-- EXERCISE PROMPT --
Go through the material and copy every line in which "Bool" appears.

────────────────────────────────────────

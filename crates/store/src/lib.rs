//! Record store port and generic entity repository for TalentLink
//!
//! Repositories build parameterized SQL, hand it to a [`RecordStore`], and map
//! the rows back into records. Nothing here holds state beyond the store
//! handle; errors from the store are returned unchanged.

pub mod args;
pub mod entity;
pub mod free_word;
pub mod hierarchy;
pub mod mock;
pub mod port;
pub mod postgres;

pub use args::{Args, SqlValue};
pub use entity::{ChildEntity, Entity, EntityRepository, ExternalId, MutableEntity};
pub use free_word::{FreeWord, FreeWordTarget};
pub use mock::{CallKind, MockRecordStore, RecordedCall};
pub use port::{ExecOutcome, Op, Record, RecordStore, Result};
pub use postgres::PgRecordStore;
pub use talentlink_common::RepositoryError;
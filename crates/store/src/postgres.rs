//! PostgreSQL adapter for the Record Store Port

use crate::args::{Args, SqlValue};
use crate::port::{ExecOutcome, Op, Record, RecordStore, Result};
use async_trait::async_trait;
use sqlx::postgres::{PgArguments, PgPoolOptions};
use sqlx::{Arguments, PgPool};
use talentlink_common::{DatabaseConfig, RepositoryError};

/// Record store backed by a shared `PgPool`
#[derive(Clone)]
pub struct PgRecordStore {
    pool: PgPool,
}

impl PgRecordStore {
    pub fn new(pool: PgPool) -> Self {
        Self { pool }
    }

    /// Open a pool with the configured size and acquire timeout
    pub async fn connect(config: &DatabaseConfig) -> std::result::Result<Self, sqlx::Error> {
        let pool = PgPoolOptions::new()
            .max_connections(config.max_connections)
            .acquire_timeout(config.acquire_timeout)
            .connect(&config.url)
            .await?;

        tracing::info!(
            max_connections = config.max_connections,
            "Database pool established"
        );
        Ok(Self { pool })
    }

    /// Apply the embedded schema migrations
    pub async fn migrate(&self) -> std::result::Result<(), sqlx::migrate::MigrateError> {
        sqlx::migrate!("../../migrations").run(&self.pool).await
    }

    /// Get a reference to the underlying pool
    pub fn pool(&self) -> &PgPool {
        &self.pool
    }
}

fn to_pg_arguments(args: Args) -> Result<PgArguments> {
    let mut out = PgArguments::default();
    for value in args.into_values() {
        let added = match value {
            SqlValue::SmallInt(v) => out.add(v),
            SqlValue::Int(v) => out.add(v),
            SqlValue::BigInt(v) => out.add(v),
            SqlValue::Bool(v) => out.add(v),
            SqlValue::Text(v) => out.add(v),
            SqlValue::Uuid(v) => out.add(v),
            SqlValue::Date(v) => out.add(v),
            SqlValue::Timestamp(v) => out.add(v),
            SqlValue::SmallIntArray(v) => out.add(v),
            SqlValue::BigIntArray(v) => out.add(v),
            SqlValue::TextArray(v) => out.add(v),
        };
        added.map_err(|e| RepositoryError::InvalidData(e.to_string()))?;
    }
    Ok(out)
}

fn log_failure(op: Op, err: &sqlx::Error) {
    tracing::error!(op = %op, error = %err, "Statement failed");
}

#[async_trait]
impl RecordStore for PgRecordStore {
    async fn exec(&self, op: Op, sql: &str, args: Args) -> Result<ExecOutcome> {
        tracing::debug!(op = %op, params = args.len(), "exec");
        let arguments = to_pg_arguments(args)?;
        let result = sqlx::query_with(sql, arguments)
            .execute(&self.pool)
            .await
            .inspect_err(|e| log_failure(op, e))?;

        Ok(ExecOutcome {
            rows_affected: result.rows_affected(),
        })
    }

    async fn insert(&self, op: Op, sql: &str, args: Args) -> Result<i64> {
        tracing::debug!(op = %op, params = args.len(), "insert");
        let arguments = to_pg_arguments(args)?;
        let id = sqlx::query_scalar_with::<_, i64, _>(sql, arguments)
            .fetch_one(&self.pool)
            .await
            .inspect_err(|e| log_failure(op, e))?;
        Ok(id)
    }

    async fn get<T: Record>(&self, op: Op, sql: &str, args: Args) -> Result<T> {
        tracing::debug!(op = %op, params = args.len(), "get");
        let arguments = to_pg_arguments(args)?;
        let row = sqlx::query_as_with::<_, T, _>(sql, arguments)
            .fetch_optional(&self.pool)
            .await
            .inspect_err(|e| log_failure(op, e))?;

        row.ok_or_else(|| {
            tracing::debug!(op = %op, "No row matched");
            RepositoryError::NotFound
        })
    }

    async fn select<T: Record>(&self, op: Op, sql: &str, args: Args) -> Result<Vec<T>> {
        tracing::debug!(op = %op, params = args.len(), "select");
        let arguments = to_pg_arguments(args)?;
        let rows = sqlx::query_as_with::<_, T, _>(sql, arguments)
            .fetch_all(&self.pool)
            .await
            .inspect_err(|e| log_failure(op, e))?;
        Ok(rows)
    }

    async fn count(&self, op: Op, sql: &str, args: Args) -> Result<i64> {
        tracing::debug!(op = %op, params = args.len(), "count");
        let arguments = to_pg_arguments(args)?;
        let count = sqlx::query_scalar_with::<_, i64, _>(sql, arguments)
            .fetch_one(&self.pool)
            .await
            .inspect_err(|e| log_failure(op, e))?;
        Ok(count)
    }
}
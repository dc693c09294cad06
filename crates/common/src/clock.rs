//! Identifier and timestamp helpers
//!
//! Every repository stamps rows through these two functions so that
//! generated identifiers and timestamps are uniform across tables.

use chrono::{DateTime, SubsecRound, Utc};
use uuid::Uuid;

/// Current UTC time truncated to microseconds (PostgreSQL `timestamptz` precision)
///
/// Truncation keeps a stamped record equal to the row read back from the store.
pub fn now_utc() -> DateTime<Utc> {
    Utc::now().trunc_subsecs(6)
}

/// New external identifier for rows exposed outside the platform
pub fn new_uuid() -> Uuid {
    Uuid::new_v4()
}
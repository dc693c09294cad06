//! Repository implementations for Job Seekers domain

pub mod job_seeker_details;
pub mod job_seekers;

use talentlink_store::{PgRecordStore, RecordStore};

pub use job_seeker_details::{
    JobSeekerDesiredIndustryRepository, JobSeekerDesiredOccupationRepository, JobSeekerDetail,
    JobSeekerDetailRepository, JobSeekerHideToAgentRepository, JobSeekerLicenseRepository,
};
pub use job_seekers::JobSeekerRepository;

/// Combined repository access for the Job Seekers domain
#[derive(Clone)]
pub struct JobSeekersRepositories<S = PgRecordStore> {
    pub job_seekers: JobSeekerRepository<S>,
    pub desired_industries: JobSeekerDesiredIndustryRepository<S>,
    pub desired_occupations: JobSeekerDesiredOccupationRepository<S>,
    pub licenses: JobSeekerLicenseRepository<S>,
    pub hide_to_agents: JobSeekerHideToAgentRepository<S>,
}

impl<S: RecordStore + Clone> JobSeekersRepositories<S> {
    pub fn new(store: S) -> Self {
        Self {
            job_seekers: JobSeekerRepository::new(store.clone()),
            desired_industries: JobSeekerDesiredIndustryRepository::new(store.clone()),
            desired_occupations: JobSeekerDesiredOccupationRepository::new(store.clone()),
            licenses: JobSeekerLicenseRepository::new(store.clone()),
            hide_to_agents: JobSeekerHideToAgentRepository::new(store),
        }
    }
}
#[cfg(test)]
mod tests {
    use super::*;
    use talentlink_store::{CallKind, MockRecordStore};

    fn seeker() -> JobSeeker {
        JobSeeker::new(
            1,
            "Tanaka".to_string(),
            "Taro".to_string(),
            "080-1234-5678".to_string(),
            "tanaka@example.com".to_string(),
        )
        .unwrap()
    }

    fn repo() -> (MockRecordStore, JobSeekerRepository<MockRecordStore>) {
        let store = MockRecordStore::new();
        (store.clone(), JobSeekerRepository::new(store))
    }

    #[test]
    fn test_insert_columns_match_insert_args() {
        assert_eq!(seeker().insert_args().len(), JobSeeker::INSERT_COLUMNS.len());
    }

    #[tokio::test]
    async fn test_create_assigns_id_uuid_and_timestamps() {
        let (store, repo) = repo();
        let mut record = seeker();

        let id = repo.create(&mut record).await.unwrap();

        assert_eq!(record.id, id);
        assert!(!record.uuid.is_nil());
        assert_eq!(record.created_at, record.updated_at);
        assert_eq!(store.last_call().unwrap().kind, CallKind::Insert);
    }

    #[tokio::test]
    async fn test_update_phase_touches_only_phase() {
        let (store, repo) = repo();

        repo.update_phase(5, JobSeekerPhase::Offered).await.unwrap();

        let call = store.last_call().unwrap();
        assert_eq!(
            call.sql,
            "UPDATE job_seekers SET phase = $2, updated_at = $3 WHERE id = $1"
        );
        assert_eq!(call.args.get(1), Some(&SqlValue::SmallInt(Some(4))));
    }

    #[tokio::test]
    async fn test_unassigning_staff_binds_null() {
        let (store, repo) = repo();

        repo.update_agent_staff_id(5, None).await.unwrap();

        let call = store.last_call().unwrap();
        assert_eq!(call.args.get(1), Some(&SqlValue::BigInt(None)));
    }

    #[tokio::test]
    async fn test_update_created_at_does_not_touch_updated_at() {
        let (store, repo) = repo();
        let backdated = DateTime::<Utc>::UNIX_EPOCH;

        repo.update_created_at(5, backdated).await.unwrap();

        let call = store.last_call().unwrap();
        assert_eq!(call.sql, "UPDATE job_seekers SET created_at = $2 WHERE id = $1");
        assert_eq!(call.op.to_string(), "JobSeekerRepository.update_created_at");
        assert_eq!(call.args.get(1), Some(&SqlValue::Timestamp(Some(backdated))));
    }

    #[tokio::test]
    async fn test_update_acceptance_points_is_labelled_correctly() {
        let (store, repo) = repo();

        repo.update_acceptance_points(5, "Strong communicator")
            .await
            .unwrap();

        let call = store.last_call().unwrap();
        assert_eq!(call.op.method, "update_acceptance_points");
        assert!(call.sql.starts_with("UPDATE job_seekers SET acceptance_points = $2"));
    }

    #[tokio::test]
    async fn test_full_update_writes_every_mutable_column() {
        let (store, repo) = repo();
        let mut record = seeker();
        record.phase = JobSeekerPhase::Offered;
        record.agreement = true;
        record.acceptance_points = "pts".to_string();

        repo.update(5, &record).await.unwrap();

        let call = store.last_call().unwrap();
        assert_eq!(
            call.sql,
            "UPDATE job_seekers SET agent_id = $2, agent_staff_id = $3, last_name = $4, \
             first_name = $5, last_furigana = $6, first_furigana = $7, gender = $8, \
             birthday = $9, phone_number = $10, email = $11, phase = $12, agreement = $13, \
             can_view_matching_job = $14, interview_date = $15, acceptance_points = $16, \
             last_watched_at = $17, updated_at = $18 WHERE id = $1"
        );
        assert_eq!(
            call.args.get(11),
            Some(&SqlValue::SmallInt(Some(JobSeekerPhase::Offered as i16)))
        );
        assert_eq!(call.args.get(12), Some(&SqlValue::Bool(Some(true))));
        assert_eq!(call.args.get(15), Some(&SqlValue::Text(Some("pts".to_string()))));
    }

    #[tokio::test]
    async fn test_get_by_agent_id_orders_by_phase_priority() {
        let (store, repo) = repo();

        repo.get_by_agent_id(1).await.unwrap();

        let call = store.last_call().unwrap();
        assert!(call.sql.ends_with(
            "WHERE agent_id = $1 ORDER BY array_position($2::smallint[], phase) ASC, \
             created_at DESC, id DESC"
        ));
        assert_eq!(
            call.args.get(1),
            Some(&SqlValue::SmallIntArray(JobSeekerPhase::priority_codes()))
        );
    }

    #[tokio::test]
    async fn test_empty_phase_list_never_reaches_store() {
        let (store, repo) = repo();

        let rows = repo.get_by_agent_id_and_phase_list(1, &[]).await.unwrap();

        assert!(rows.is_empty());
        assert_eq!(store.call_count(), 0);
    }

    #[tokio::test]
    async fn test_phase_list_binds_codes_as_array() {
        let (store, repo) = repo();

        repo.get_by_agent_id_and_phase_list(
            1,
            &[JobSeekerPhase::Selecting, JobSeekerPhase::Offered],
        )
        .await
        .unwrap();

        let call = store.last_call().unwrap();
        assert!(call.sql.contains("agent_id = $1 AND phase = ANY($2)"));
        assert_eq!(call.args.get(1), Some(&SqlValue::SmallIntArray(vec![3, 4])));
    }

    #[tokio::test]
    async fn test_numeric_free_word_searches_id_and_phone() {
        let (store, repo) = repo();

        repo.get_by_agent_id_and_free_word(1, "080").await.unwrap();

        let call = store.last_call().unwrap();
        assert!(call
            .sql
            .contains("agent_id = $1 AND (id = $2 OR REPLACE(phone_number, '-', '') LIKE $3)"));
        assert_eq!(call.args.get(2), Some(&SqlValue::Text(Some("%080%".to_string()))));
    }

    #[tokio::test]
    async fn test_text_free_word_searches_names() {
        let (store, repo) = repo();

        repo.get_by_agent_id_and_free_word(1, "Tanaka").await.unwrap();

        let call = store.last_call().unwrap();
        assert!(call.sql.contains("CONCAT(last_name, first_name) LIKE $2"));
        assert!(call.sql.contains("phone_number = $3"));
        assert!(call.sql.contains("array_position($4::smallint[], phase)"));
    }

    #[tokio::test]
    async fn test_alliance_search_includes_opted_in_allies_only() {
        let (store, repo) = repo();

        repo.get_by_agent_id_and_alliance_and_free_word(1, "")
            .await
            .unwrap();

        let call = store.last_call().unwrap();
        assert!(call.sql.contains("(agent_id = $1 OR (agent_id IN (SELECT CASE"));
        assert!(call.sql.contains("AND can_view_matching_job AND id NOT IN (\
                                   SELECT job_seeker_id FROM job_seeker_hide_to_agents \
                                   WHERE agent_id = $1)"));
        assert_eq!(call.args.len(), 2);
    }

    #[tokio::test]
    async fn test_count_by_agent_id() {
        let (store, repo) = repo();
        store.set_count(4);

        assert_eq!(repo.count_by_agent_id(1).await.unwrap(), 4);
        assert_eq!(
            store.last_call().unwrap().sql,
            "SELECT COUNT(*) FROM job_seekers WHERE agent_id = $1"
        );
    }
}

────────────────────────────────────────

-- FINAL ANSWER --
            SqlValue::Bool(v) => out.add(v),
        assert_eq!(call.args.get(12), Some(&SqlValue::Bool(Some(true))));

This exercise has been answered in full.